» Heloísa Morel Diretora executiva do Instituto Península
Não é à toa que o debate sobre saúde mental ganhou corpo no último ano. O desafio precedia à covid-19, certamente. Porém não preocupava tanto toda a sociedade como hoje, quando muito se tem falado sobre a ansiedade provocada por diferentes efeitos da pandemia e do isolamento social. No âmbito profissional, além de todas as questões associadas à pandemia, trabalhadores de diversos setores se veem exaustos pela nova dinâmica configurada com o trabalho remoto. A Síndrome de Burnout, um distúrbio que atinge diversos profissionais, ganhou mais força e voltou à pauta. Na educação, esse cenário não é diferente: ainda sem solução, o esgotamento físico e emocional dos professores é uma constante há anos. Mas a visibilidade recém-adquirida do distúrbio no Brasil, bem como a redução do estigma relacionado à saúde mental, pode nos ajudar, agora, a encontrar caminhos para poupar os educadores da Burnout de uma vez por todas.
É impossível ignorar que, cada vez mais, professores, fundamentais na formação e transformação da realidade das nossas crianças e jovens, estão esgotados por conta do trabalho. A recorrência da síndrome entre docentes levou o Instituto Península a investigar o assunto. Por isso, revisou e mapeou sistematicamente mais de dois mil papers científicos sobre Burnout no Brasil, compreendendo a experiência de mais de 4,5 mil professores em sala de aula entre 2003 e 2020, todos com intervalo entre 10 e 60 horas/aula por semana.
Os resultados mostram que a Burnout está presente entre os professores brasileiros há quase duas décadas. O exercício da docência sempre foi e continuará sendo muito desafiador, mas o ponto de atenção é que o distúrbio nunca foi endereçado da maneira adequada e sistêmica. Segundo a pesquisa, mesmo sendo uma síndrome muito presente, a prevenção do Burnout não faz parte da formação inicial e raramente aparece na formação continuada de educadores, ou no debate das políticas públicas.
Se o desafio faz parte e sempre existirá nesse ofício, por que não desenvolver técnicas para os professores lidarem com as diferentes pressões que recebem ao longo da carreira? Hoje, o que se faz é apenas cuidar do problema quando ele eclode, ou seja, quando provoca o afastamento de um educador. Isso não é solução, é um paliativo.

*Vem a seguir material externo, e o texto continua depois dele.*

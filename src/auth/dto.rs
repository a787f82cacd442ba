use serde::{Deserialize, Serialize};
use time::OffsetDateTime;
use uuid::Uuid;

use super::repo_types::User;
use crate::extract::null_as_default;

/// Request body for user registration.
#[derive(Debug, Deserialize)]
pub struct RegisterRequest {
    #[serde(default, deserialize_with = "null_as_default")]
    pub name: String,
    #[serde(default, deserialize_with = "null_as_default")]
    pub email: String,
    #[serde(default, deserialize_with = "null_as_default")]
    pub password: String,
}

/// Request body for login.
#[derive(Debug, Deserialize)]
pub struct LoginRequest {
    #[serde(default, deserialize_with = "null_as_default")]
    pub email: String,
    #[serde(default, deserialize_with = "null_as_default")]
    pub password: String,
}

#[derive(Debug, Deserialize)]
pub struct ForgotPasswordRequest {
    #[serde(default, deserialize_with = "null_as_default")]
    pub email: String,
}

#[derive(Debug, Deserialize)]
pub struct ResetPasswordRequest {
    #[serde(default, deserialize_with = "null_as_default")]
    pub email: String,
    #[serde(default, deserialize_with = "null_as_default")]
    pub otp: String,
    #[serde(default, deserialize_with = "null_as_default")]
    pub password: String,
}

#[derive(Debug, Deserialize)]
pub struct ChangePasswordRequest {
    #[serde(default, deserialize_with = "null_as_default")]
    pub old_password: String,
    #[serde(default, deserialize_with = "null_as_default")]
    pub new_password: String,
}

#[derive(Debug, Deserialize)]
pub struct UpdateProfileRequest {
    #[serde(default, deserialize_with = "null_as_default")]
    pub name: String,
}

#[derive(Debug, Deserialize)]
pub struct OAuthCallbackQuery {
    pub code: Option<String>,
    pub state: Option<String>,
}

/// Public part of the user returned to the client.
#[derive(Debug, Serialize)]
pub struct PublicUser {
    pub id: Uuid,
    pub name: String,
    pub email: String,
    #[serde(with = "time::serde::rfc3339")]
    pub created_at: OffsetDateTime,
}

impl From<User> for PublicUser {
    fn from(u: User) -> Self {
        Self {
            id: u.id,
            name: u.name,
            email: u.email,
            created_at: u.created_at,
        }
    }
}

/// Response returned after login.
#[derive(Debug, Serialize)]
pub struct LoginResponse {
    pub user: PublicUser,
    pub token: String,
    /// Token expiry as a unix timestamp.
    pub expires: i64,
}

#[derive(Debug, Serialize)]
pub struct AuthUrlResponse {
    pub url: String,
}
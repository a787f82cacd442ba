use std::sync::Arc;

use crate::auth::jwt::JwtKeys;
use crate::auth::oauth::{GoogleOAuth, OAuthProvider};
use crate::config::AppConfig;
use crate::db::{PgStore, Store};
use crate::mailer::{Mailer, SmtpMailer};

#[derive(Clone)]
pub struct AppState {
    pub store: Arc<dyn Store>,
    pub config: Arc<AppConfig>,
    pub keys: JwtKeys,
    pub mailer: Arc<dyn Mailer>,
    pub oauth: Option<Arc<dyn OAuthProvider>>,
}

impl AppState {
    pub async fn init(config: AppConfig) -> anyhow::Result<Self> {
        let store = PgStore::connect(&config.database_url).await?;
        store.migrate().await?;
        tracing::info!("database ready");

        let mailer = Arc::new(SmtpMailer::new(&config.smtp)?) as Arc<dyn Mailer>;

        let oauth = match &config.google {
            Some(google) => {
                Some(Arc::new(GoogleOAuth::new(google)?) as Arc<dyn OAuthProvider>)
            }
            None => {
                tracing::info!("google login disabled; GOOGLE_CLIENT_ID/SECRET not set");
                None
            }
        };

        Ok(Self::from_parts(Arc::new(store), Arc::new(config), mailer, oauth))
    }

    pub fn from_parts(
        store: Arc<dyn Store>,
        config: Arc<AppConfig>,
        mailer: Arc<dyn Mailer>,
        oauth: Option<Arc<dyn OAuthProvider>>,
    ) -> Self {
        let keys = JwtKeys::from_config(&config.jwt);
        Self {
            store,
            config,
            keys,
            mailer,
            oauth,
        }
    }
}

Precisamos apoiar o desenvolvimento contínuo dos docentes para os desafios que encontrarão na sala de aula e fora dela. O Brasil tem a oportunidade de olhar de maneira preventiva e propositiva para prevenir o Burnout em professores. Ao reforçarmos os campos da formação e da gestão, ajudamos os profissionais da educação a lidarem melhor com os desafios da profissão, não apenas “curando” a síndrome quando já é tarde.
Além disso, a pesquisa aferiu que a Burnout coexiste com a satisfação profissional dos professores. Ou seja, mesmo quando sofre com esgotamento físico e mental, o professor, geralmente, mantém o orgulho e celebra o fato de ser educador. É uma dicotomia que pode esconder as graves consequências da síndrome. Mesmo com o cenário desafiador diário, grande parte dos professores acredita que pode ser melhor, que todo aluno pode aprender e que o clima em sala de aula é um dos componentes mais importantes para manter a motivação dos alunos. Vale ressaltar a importância do bom clima em aula, apontada por 95,2% dos professores entrevistados pelo IP na pesquisa O Bom Professor, para a excelência no exercício da profissão e aprendizado.
Portanto, se não há educador pleno, o clima da sala de aula não será o ideal e, portanto, dificilmente haverá relação de aprendizagem. Indo além, isso provavelmente prejudicará o clima da escola, o lugar que deveria ser oásis de desenvolvimento e conhecimento coletivo. Isso é um agravante para a síndrome, afetando não só a saúde mental dos professores, mas também o ensino.
Burnout é uma síndrome séria que não pode ser ignorada. É um distúrbio que pode ser prevenido, que deve ser evitado e que precisa da atenção dos gestores porque desafios recorrentes de sala de aula e as variáveis incontroláveis são uma constante no ofício do professor no contexto brasileiro. E, para isso, é vital ouvir os docentes de forma qualificada. São eles que estão nas salas de aula, na linha de frente com os alunos, por longos períodos, e podem apontar soluções para melhorar o seu dia a dia além de enriquecer as discussões sobre políticas públicas de formação e de desenvolvimento profissional docente.